- _Task directions_
Write out the entries below exactly. End with the line that contains "pub enum LossDetection".

━━━ Records provided

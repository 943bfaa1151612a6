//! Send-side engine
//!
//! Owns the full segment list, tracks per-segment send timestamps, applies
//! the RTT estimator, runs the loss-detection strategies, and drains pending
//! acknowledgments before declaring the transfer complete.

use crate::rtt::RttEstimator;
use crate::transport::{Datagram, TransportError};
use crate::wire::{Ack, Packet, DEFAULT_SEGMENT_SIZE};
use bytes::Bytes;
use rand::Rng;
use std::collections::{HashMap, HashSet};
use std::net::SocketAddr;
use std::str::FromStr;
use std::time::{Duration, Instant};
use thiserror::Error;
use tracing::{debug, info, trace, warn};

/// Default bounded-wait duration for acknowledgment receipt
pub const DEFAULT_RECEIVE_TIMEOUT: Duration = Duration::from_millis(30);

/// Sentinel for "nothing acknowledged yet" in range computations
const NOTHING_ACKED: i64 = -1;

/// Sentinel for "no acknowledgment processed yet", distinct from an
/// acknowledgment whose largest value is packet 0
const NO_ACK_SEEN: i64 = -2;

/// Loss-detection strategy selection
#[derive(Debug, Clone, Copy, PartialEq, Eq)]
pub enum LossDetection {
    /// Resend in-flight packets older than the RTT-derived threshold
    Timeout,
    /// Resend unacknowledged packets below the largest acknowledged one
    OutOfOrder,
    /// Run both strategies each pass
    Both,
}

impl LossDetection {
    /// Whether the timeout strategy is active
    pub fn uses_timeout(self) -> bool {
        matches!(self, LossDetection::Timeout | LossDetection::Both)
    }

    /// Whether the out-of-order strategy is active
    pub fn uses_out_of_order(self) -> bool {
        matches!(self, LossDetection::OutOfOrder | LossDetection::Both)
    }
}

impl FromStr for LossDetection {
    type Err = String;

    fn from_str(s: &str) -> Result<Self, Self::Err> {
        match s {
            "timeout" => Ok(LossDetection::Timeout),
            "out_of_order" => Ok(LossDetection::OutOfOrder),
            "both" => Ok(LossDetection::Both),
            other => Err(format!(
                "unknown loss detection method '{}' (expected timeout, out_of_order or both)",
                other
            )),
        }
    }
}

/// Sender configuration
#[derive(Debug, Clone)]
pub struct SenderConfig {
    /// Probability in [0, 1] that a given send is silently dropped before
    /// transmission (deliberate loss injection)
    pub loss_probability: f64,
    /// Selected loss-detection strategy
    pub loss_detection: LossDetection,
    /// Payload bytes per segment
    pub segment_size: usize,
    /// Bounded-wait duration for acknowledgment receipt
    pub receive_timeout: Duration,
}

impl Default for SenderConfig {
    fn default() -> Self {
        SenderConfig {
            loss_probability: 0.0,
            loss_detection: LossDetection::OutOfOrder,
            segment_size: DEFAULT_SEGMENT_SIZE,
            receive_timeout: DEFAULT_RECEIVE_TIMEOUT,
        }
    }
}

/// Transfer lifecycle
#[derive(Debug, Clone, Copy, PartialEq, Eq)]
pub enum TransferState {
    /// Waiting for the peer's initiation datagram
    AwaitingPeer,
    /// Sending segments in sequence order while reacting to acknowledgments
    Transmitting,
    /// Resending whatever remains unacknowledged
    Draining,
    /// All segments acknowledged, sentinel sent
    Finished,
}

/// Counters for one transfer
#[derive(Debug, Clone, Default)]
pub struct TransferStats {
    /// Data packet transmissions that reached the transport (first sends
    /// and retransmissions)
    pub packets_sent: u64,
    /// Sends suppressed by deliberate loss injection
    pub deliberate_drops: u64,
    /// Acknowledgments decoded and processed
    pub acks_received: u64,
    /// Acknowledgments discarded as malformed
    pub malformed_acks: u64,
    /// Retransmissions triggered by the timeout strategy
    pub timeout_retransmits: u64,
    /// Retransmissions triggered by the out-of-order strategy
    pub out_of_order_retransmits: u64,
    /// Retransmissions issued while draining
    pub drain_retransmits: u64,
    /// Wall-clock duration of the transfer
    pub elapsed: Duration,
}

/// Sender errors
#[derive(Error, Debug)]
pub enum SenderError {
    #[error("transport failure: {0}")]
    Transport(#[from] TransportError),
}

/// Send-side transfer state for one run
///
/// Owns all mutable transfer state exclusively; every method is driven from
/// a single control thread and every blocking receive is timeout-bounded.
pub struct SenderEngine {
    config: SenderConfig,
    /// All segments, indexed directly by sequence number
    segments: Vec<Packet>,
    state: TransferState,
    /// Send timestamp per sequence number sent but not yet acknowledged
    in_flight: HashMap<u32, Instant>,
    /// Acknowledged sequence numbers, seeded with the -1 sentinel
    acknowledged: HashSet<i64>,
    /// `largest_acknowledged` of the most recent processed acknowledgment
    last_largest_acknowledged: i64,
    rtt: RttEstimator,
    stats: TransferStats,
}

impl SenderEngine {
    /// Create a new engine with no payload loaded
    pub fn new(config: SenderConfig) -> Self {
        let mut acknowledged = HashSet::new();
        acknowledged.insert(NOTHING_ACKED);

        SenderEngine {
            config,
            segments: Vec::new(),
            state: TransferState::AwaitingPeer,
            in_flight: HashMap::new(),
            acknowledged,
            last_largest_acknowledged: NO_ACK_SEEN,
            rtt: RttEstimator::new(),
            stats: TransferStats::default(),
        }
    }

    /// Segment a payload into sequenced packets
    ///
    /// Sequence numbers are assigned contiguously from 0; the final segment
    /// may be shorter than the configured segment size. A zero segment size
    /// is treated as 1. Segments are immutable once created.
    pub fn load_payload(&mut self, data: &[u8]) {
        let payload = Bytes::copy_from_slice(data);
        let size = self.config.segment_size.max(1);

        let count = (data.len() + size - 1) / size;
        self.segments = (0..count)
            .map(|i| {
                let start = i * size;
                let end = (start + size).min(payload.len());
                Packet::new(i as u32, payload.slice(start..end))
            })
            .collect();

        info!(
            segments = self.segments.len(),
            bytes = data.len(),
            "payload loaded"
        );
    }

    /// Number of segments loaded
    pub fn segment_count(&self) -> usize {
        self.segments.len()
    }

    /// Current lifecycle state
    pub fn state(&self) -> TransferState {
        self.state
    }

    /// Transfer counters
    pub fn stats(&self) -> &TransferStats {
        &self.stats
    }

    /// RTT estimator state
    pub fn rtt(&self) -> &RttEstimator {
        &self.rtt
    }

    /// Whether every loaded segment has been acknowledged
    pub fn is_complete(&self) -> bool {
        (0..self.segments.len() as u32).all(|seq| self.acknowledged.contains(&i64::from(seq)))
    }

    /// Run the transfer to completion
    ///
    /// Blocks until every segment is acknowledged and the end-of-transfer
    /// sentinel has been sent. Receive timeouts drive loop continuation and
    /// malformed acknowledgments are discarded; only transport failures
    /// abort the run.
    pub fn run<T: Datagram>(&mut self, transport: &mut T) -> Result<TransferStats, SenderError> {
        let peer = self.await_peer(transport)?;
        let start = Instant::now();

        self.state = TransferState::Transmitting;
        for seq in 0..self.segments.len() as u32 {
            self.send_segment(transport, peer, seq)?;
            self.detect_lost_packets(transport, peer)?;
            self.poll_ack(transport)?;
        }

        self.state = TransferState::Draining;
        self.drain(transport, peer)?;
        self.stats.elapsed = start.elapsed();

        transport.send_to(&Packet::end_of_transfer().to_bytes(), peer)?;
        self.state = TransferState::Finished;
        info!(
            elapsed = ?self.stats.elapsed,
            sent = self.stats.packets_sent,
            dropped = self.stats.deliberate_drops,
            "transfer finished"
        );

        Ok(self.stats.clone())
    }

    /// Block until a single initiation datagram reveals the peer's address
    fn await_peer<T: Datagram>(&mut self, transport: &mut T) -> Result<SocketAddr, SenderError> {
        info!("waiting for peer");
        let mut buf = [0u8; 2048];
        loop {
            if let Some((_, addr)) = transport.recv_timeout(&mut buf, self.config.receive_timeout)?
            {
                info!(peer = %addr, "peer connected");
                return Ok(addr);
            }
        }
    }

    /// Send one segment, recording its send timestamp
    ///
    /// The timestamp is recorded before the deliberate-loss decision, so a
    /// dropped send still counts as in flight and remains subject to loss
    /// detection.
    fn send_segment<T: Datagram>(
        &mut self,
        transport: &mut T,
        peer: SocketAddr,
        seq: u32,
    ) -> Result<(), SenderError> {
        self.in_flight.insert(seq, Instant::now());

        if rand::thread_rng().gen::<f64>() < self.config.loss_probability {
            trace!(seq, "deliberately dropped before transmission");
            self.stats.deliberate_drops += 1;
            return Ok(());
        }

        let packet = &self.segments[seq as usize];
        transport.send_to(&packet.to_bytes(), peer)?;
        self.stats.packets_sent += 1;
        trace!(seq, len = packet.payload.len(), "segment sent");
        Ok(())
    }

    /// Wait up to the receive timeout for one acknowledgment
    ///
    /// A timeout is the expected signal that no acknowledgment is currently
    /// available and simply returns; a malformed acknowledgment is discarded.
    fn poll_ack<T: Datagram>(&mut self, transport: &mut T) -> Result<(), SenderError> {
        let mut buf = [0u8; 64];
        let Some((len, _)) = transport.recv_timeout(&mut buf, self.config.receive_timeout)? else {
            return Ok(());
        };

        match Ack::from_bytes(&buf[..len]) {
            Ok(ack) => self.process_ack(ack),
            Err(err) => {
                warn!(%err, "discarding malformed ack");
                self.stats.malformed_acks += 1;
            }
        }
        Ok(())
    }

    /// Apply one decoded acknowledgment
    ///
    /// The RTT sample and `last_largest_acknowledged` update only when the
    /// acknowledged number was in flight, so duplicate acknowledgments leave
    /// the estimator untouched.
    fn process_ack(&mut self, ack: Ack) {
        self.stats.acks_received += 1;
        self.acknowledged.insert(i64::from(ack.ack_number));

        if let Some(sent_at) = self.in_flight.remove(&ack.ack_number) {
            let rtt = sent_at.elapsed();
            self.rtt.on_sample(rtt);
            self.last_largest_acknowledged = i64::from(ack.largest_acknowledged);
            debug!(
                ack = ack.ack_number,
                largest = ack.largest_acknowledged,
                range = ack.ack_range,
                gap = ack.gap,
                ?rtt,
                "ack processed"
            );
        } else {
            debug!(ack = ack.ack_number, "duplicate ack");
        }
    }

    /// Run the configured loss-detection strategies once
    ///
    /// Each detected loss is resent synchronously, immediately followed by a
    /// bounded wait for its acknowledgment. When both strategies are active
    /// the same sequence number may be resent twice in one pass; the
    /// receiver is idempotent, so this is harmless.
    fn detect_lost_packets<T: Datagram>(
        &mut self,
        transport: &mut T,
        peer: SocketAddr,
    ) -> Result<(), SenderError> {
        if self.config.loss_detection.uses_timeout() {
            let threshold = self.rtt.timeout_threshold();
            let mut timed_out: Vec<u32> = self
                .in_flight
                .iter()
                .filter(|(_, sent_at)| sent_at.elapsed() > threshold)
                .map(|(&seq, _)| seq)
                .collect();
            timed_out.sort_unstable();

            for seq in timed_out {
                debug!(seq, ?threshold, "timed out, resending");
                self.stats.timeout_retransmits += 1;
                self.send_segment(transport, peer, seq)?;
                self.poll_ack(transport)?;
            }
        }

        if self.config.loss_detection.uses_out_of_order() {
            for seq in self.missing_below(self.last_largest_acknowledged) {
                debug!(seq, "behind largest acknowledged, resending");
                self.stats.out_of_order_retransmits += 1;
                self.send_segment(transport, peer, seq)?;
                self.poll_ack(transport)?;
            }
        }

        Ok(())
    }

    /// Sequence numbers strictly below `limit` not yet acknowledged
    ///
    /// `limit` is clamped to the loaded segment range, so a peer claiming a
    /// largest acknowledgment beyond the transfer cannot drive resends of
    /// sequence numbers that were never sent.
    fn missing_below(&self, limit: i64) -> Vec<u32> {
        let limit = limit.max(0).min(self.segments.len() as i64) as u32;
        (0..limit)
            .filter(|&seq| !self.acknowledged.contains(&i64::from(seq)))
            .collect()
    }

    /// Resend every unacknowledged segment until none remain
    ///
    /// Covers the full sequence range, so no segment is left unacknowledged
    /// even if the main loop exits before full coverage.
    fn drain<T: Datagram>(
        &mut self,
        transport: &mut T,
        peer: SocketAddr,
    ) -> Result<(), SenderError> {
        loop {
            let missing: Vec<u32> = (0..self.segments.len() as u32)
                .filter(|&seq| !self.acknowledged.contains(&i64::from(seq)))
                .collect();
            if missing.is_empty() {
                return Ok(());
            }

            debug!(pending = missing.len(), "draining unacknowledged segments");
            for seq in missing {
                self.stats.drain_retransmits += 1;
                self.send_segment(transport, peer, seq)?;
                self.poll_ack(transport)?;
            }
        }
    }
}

━━━━━━

- _Exercise solution_
repository 943bfaa1151612a6
//! Send-side engine
//!
//! Owns the full segment list, tracks per-segment send timestamps, applies
//! the RTT estimator, runs the loss-detection strategies, and drains pending
//! acknowledgments before declaring the transfer complete.

use crate::rtt::RttEstimator;
use crate::transport::{Datagram, TransportError};
use crate::wire::{Ack, Packet, DEFAULT_SEGMENT_SIZE};
use bytes::Bytes;
use rand::Rng;
use std::collections::{HashMap, HashSet};
use std::net::SocketAddr;
use std::str::FromStr;
use std::time::{Duration, Instant};
use thiserror::Error;
use tracing::{debug, info, trace, warn};

/// Default bounded-wait duration for acknowledgment receipt
pub const DEFAULT_RECEIVE_TIMEOUT: Duration = Duration::from_millis(30);

/// Sentinel for "nothing acknowledged yet" in range computations
const NOTHING_ACKED: i64 = -1;

/// Sentinel for "no acknowledgment processed yet", distinct from an
/// acknowledgment whose largest value is packet 0
const NO_ACK_SEEN: i64 = -2;

/// Loss-detection strategy selection
#[derive(Debug, Clone, Copy, PartialEq, Eq)]
pub enum LossDetection {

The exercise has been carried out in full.